RECORD EXTRACTS START

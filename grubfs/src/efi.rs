// SPDX-License-Identifier: MIT OR Apache-2.0

//! [`BlockDevice`] on top of the UEFI disk I/O and block I/O protocols.

use crate::disk::BlockDevice;
use core::fmt::{self, Debug, Formatter};
use core::ops::Deref;
use uefi::proto::media::block::BlockIO;
use uefi::proto::media::disk::DiskIo;

/// Block access through a [`DiskIo`] protocol, with the media identity taken
/// from the matching [`BlockIO`] protocol.
///
/// Both protocols are usually held as [`uefi::boot::ScopedProtocol`]s opened
/// on the controller handle the driver was bound to.
pub struct EfiBlockDevice<D, B> {
    disk_io: D,
    block_io: Option<B>,
}

impl<D, B> EfiBlockDevice<D, B>
where
    D: Deref<Target = DiskIo>,
    B: Deref<Target = BlockIO>,
{
    /// Creates a block device. Without `block_io` every read fails before
    /// reaching the disk, since the media identity is unknown.
    #[must_use]
    pub const fn new(disk_io: D, block_io: Option<B>) -> Self {
        Self { disk_io, block_io }
    }
}

impl<D, B> BlockDevice for EfiBlockDevice<D, B>
where
    D: Deref<Target = DiskIo>,
    B: Deref<Target = BlockIO>,
{
    fn media_id(&self) -> Option<u32> {
        self.block_io.as_ref().map(|b| b.media().media_id())
    }

    fn read_disk(&self, media_id: u32, offset: u64, buffer: &mut [u8]) -> uefi::Result {
        self.disk_io.read_disk(media_id, offset, buffer)
    }
}

impl<D, B> Debug for EfiBlockDevice<D, B> {
    fn fmt(&self, f: &mut Formatter<'_>) -> fmt::Result {
        f.debug_struct("EfiBlockDevice")
            .field("block_io", &self.block_io.is_some())
            .finish_non_exhaustive()
    }
}
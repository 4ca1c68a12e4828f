// SPDX-License-Identifier: MIT OR Apache-2.0

use core::fmt::{self, Debug, Display, Formatter};

newtype_enum! {
/// Error code reported by a filesystem driver.
///
/// Drivers may report values outside of the named set, so the constants are
/// not a comprehensive list of all possible values.
#[must_use]
pub enum GrubErr: i32 => {
    /// The operation completed successfully.
    NONE                  =  0,
    /// A test condition evaluated to false.
    TEST_FAILURE          =  1,
    /// A module could not be loaded.
    BAD_MODULE            =  2,
    /// A memory allocation failed.
    OUT_OF_MEMORY         =  3,
    /// The file is not of the expected type.
    BAD_FILE_TYPE         =  4,
    /// The file or directory does not exist.
    FILE_NOT_FOUND        =  5,
    /// Reading the contents of a file failed.
    FILE_READ_ERROR       =  6,
    /// The path is malformed.
    BAD_FILENAME          =  7,
    /// The volume does not hold a filesystem this driver knows.
    UNKNOWN_FS            =  8,
    /// The filesystem structures are inconsistent.
    BAD_FS                =  9,
    /// The partition table is invalid.
    BAD_PART_TABLE        = 10,
    /// The named device does not exist.
    UNKNOWN_DEVICE        = 11,
    /// The device is unusable.
    BAD_DEVICE            = 12,
    /// Reading from the underlying media failed.
    READ_ERROR            = 13,
    /// Writing to the underlying media failed.
    WRITE_ERROR           = 14,
    /// The command is unknown.
    UNKNOWN_COMMAND       = 15,
    /// The command was invoked incorrectly.
    INVALID_COMMAND       = 16,
    /// An argument was invalid.
    BAD_ARGUMENT          = 17,
    /// A number could not be parsed.
    BAD_NUMBER            = 18,
    /// The operating system is unknown.
    UNKNOWN_OS            = 19,
    /// The operating system image is invalid.
    BAD_OS                = 20,
    /// No kernel was loaded.
    NO_KERNEL             = 21,
    /// The font file is invalid.
    BAD_FONT              = 22,
    /// The operation is not implemented.
    NOT_IMPLEMENTED_YET   = 23,
    /// Too many levels of symbolic links.
    SYMLINK_LOOP          = 24,
    /// Decompression failed.
    BAD_COMPRESSED_DATA   = 25,
    /// Menu error.
    MENU                  = 26,
    /// A timeout expired.
    TIMEOUT               = 27,
    /// Generic I/O error.
    IO                    = 28,
    /// Access was denied.
    ACCESS_DENIED         = 29,
    /// An archive extractor failed.
    EXTRACTOR             = 30,
    /// A network address is invalid.
    NET_BAD_ADDRESS       = 31,
    /// A network route loops.
    NET_ROUTE_LOOP        = 32,
    /// No route to the network destination.
    NET_NO_ROUTE          = 33,
    /// The network peer did not answer.
    NET_NO_ANSWER         = 34,
    /// No network card is available.
    NET_NO_CARD           = 35,
    /// The operation must be retried later.
    WAIT                  = 36,
    /// Internal driver bug.
    BUG                   = 37,
    /// The network port is closed.
    NET_PORT_CLOSED       = 38,
    /// The network peer sent an invalid response.
    NET_INVALID_RESPONSE  = 39,
    /// Unknown network error.
    NET_UNKNOWN_ERROR     = 40,
    /// A network packet was too big.
    NET_PACKET_TOO_BIG    = 41,
    /// The network domain could not be resolved.
    NET_NO_DOMAIN         = 42,
    /// The end of the file was reached.
    EOF                   = 43,
    /// A signature check failed.
    BAD_SIGNATURE         = 44,
}}

impl GrubErr {
    /// Largest code with a named constant.
    pub const LAST: Self = Self::BAD_SIGNATURE;

    /// Returns true if this is not [`GrubErr::NONE`].
    #[inline]
    #[must_use]
    pub const fn is_err(self) -> bool {
        self.0 != Self::NONE.0
    }

    /// Returns true if the code is one of the named constants.
    #[inline]
    #[must_use]
    pub const fn is_known(self) -> bool {
        self.0 >= Self::NONE.0 && self.0 <= Self::LAST.0
    }
}

impl Default for GrubErr {
    fn default() -> Self {
        Self::NONE
    }
}

impl Display for GrubErr {
    fn fmt(&self, f: &mut Formatter<'_>) -> fmt::Result {
        Debug::fmt(self, f)
    }
}

impl core::error::Error for GrubErr {}
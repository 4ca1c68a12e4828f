// SPDX-License-Identifier: MIT OR Apache-2.0

use core::fmt::{self, Debug, Display, Formatter};
use uefi::data_types::FromStrWithBufError;
use uefi::CStr16;

/// Longest volume UUID string accepted, in characters.
///
/// This fits the canonical `8-4-4-4-12` form.
pub const UUID_MAX_CHARS: usize = 36;

/// Volume UUID converted to a host string.
///
/// The characters live in a fixed buffer inside the value, so no allocation
/// is involved.
#[derive(Clone, Copy)]
pub struct VolumeUuid {
    chars: [u16; UUID_MAX_CHARS + 1],
    len: usize,
}

impl VolumeUuid {
    /// Converts a UUID reported by a driver.
    pub fn new(uuid: &str) -> Result<Self, FromStrWithBufError> {
        let mut chars = [0; UUID_MAX_CHARS + 1];
        let len = CStr16::from_str_with_buf(uuid, &mut chars)?.num_chars();
        Ok(Self { chars, len })
    }

    /// The UUID as a null-terminated UCS-2 string.
    #[must_use]
    pub fn as_cstr16(&self) -> &CStr16 {
        // SAFETY: `chars` was filled by `CStr16::from_str_with_buf`, which
        // validated every character and terminated the string at `len`.
        unsafe { CStr16::from_u16_with_nul_unchecked(&self.chars[..=self.len]) }
    }
}

impl Display for VolumeUuid {
    fn fmt(&self, f: &mut Formatter<'_>) -> fmt::Result {
        Display::fmt(self.as_cstr16(), f)
    }
}

impl Debug for VolumeUuid {
    fn fmt(&self, f: &mut Formatter<'_>) -> fmt::Result {
        f.debug_tuple("VolumeUuid")
            .field(&self.as_cstr16())
            .finish()
    }
}

impl PartialEq<str> for VolumeUuid {
    fn eq(&self, other: &str) -> bool {
        self.chars[..self.len]
            .iter()
            .copied()
            .eq(other.encode_utf16())
    }
}
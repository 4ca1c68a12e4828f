// SPDX-License-Identifier: MIT OR Apache-2.0

//! The environment a driver runs in.
//!
//! Every driver call receives an [`Env`]. It carries the state a classic
//! driver library keeps in globals: the last-error slot and the table of
//! devices that can be opened by name. Keeping it in a value makes every
//! adapter instance independent of the others.
//!
//! The environment is single-threaded. It is neither `Send` nor `Sync`, so a
//! host that wants to share an adapter between threads must wrap it in its
//! own lock.

use crate::disk::Volume;
use crate::result::GrubResult;
use alloc::collections::BTreeMap;
use alloc::rc::{Rc, Weak};
use alloc::string::String;
use core::cell::{Cell, RefCell};
use core::fmt::{self, Write};
use grubfs_raw::GrubErr;
use log::info;

/// Per-adapter driver environment.
#[derive(Debug, Default)]
pub struct Env {
    errno: Cell<GrubErr>,
    message: RefCell<String>,
    volumes: RefCell<BTreeMap<String, Weak<Volume>>>,
}

impl Env {
    /// Creates an environment with a clear error slot and no volumes.
    #[must_use]
    pub fn new() -> Self {
        Self::default()
    }

    /// Raises `err` with a formatted message.
    ///
    /// The code and message replace whatever the slot held before. Returns
    /// `err` so drivers can write `return Err(env.error(...))`.
    pub fn error(&self, err: GrubErr, args: fmt::Arguments<'_>) -> GrubErr {
        self.errno.set(err);
        let mut message = self.message.borrow_mut();
        message.clear();
        // Writing into a `String` cannot fail.
        let _ = message.write_fmt(args);
        err
    }

    /// Current value of the last-error slot.
    pub fn errno(&self) -> GrubErr {
        self.errno.get()
    }

    /// Message recorded with the current error, empty if none.
    #[must_use]
    pub fn error_message(&self) -> String {
        self.message.borrow().clone()
    }

    /// Resets the last-error slot to [`GrubErr::NONE`].
    pub fn clear_errno(&self) {
        self.errno.set(GrubErr::NONE);
        self.message.borrow_mut().clear();
    }

    /// Logs the pending error, if any, then resets the slot.
    pub fn print_error(&self) {
        let err = self.errno.replace(GrubErr::NONE);
        let message = core::mem::take(&mut *self.message.borrow_mut());
        if err.is_err() {
            if message.is_empty() {
                info!("error: {err}");
            } else {
                info!("error: {err}: {message}");
            }
        }
    }

    /// Makes `volume` reachable by name for devices opened by name.
    ///
    /// Fails with [`GrubErr::BAD_DEVICE`] if a live volume already uses the
    /// same key.
    pub fn register_volume(&self, volume: &Rc<Volume>) -> GrubResult {
        let mut volumes = self.volumes.borrow_mut();
        volumes.retain(|_, v| v.strong_count() > 0);
        if volumes.contains_key(volume.key()) {
            return Err(self.error(
                GrubErr::BAD_DEVICE,
                format_args!("device `{}` is already registered", volume.key()),
            ));
        }
        volumes.insert(String::from(volume.key()), Rc::downgrade(volume));
        Ok(())
    }

    /// Removes the name entry of `volume`.
    pub fn unregister_volume(&self, volume: &Volume) {
        self.volumes.borrow_mut().remove(volume.key());
    }

    /// Looks up a live volume by name.
    #[must_use]
    pub fn lookup_volume(&self, name: &str) -> Option<Rc<Volume>> {
        self.volumes.borrow().get(name).and_then(Weak::upgrade)
    }

    /// Number of names currently registered, live or not.
    #[must_use]
    pub fn registered_volumes(&self) -> usize {
        self.volumes.borrow().len()
    }
}
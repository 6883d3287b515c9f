//! prio-exec - priority-ordered execution queue
//!
//! A single-threaded scheduler for deferred work. Closures are enqueued with
//! an integer priority and a label and run highest-priority first, either one
//! per call or until the queue drains. Work enqueued by a running closure
//! joins the same heap and can run next.
//!
//! # Quick Start
//!
//! ```
//! use prio_exec::prelude::*;
//!
//! let queue = ExecutionQueue::new();
//! queue.enqueue(Priority::LOW, "cleanup", || println!("third"));
//! queue.enqueue(Priority::HIGH, "reply", || println!("first"));
//! queue.enqueue(Priority::MEDIUM, "log", || println!("second"));
//!
//! let outcome = queue.run_highest();
//! assert_eq!(outcome.label, "reply");
//! assert!(outcome.more_pending);
//!
//! queue.run_all();
//! assert!(queue.is_empty());
//! ```
//!
//! # Executor integration
//!
//! [`ExecutionQueue::wrap`] binds a completion handler to a
//! [`QueueExecutor`]. Asynchronous machinery that completes the wrapped
//! handler only enqueues it; it runs when the owning loop next pops the
//! queue.
//!
//! # Features
//!
//! - **telemetry** (default): counters and an `hdrhistogram` of body run
//!   times, exposed through [`ExecutionQueue::stats`].

// Lint configuration
#![warn(missing_docs, missing_debug_implementations)]

pub mod config;
pub mod error;
pub mod executor;
pub mod prelude;
pub mod queue;
pub mod telemetry;

// Re-export key types at crate root
pub use config::{QueueConfig, QueueConfigBuilder, TieBreak};
pub use error::{Error, Result};
pub use executor::{
    bind_executor, make_work_guard, AssociatedExecutor, DefaultAllocator, Executor,
    ExecutorBinder, QueueExecutor, WorkGuard,
};
pub use queue::{ExecutionQueue, Priority, RunOutcome, TaskHandle};
pub use telemetry::QueueStats;
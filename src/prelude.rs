//! Common imports.

pub use crate::config::{QueueConfig, QueueConfigBuilder, TieBreak};
pub use crate::error::{Error, Result};
pub use crate::executor::{
    bind_executor, AssociatedExecutor, DefaultAllocator, Executor, ExecutorBinder, QueueExecutor,
};
pub use crate::queue::{ExecutionQueue, Priority, RunOutcome};

pub use crate::telemetry::QueueStats;
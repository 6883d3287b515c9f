//! RAII registration of outstanding work.

use super::Executor;

/// Keeps work registered against an executor for as long as it lives.
///
/// Calls `on_work_started` on creation and `on_work_finished` exactly once,
/// on `reset` or on drop, whichever comes first.
#[derive(Debug)]
pub struct WorkGuard<E: Executor> {
    executor: E,
    owns_work: bool,
}

impl<E: Executor> WorkGuard<E> {
    /// Register outstanding work against `executor`.
    pub fn new(executor: E) -> Self {
        executor.on_work_started();
        Self {
            executor,
            owns_work: true,
        }
    }

    /// The executor work is registered against.
    pub fn executor(&self) -> &E {
        &self.executor
    }

    /// Whether the guard still holds its registration.
    pub fn owns_work(&self) -> bool {
        self.owns_work
    }

    /// Release the registration early.
    pub fn reset(&mut self) {
        if self.owns_work {
            self.executor.on_work_finished();
            self.owns_work = false;
        }
    }
}

impl<E: Executor> Drop for WorkGuard<E> {
    fn drop(&mut self) {
        self.reset();
    }
}

/// Shorthand for [`WorkGuard::new`].
pub fn make_work_guard<E: Executor>(executor: E) -> WorkGuard<E> {
    WorkGuard::new(executor)
}

#[cfg(test)]
mod tests {
    use super::*;
    use crate::queue::{ExecutionQueue, Priority};
    use std::cell::Cell;
    use std::rc::Rc;

    #[derive(Clone, Default)]
    struct CountingExecutor {
        outstanding: Rc<Cell<i64>>,
    }

    impl PartialEq for CountingExecutor {
        fn eq(&self, other: &Self) -> bool {
            Rc::ptr_eq(&self.outstanding, &other.outstanding)
        }
    }

    impl Executor for CountingExecutor {
        type Context = Cell<i64>;

        fn context(&self) -> &Cell<i64> {
            &self.outstanding
        }

        fn on_work_started(&self) {
            self.outstanding.set(self.outstanding.get() + 1);
        }

        fn on_work_finished(&self) {
            self.outstanding.set(self.outstanding.get() - 1);
        }

        fn dispatch<F, A>(&self, f: F, _: &A)
        where
            F: FnOnce() + 'static,
            A: ?Sized,
        {
            f();
        }

        fn post<F, A>(&self, f: F, _: &A)
        where
            F: FnOnce() + 'static,
            A: ?Sized,
        {
            f();
        }

        fn defer<F, A>(&self, f: F, _: &A)
        where
            F: FnOnce() + 'static,
            A: ?Sized,
        {
            f();
        }
    }

    #[test]
    fn test_guard_balances_work_on_drop() {
        let ex = CountingExecutor::default();
        {
            let _a = make_work_guard(ex.clone());
            let _b = make_work_guard(ex.clone());
            assert_eq!(ex.context().get(), 2);
        }
        assert_eq!(ex.context().get(), 0);
    }

    #[test]
    fn test_reset_finishes_once() {
        let ex = CountingExecutor::default();
        let mut guard = WorkGuard::new(ex.clone());
        assert!(guard.owns_work());

        guard.reset();
        guard.reset();
        assert!(!guard.owns_work());
        assert_eq!(ex.context().get(), 0);

        drop(guard);
        assert_eq!(ex.context().get(), 0);
    }

    #[test]
    fn test_guard_over_queue_executor() {
        let queue = ExecutionQueue::new();
        let guard = make_work_guard(queue.executor(Priority::LOW, "keepalive"));

        assert_eq!(guard.executor().priority(), Priority::LOW);
        assert!(queue.is_empty());
    }
}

RECORD EXTRACTS END

*TASK STATEMENT*.
Copy every line of the records above that contains "first".

*EXERCISE ANSWER*.
//! an integer priority and a label and run highest-priority first, either one
//! queue.enqueue(Priority::HIGH, "reply", || println!("first"));
/// on `reset` or on drop, whichever comes first.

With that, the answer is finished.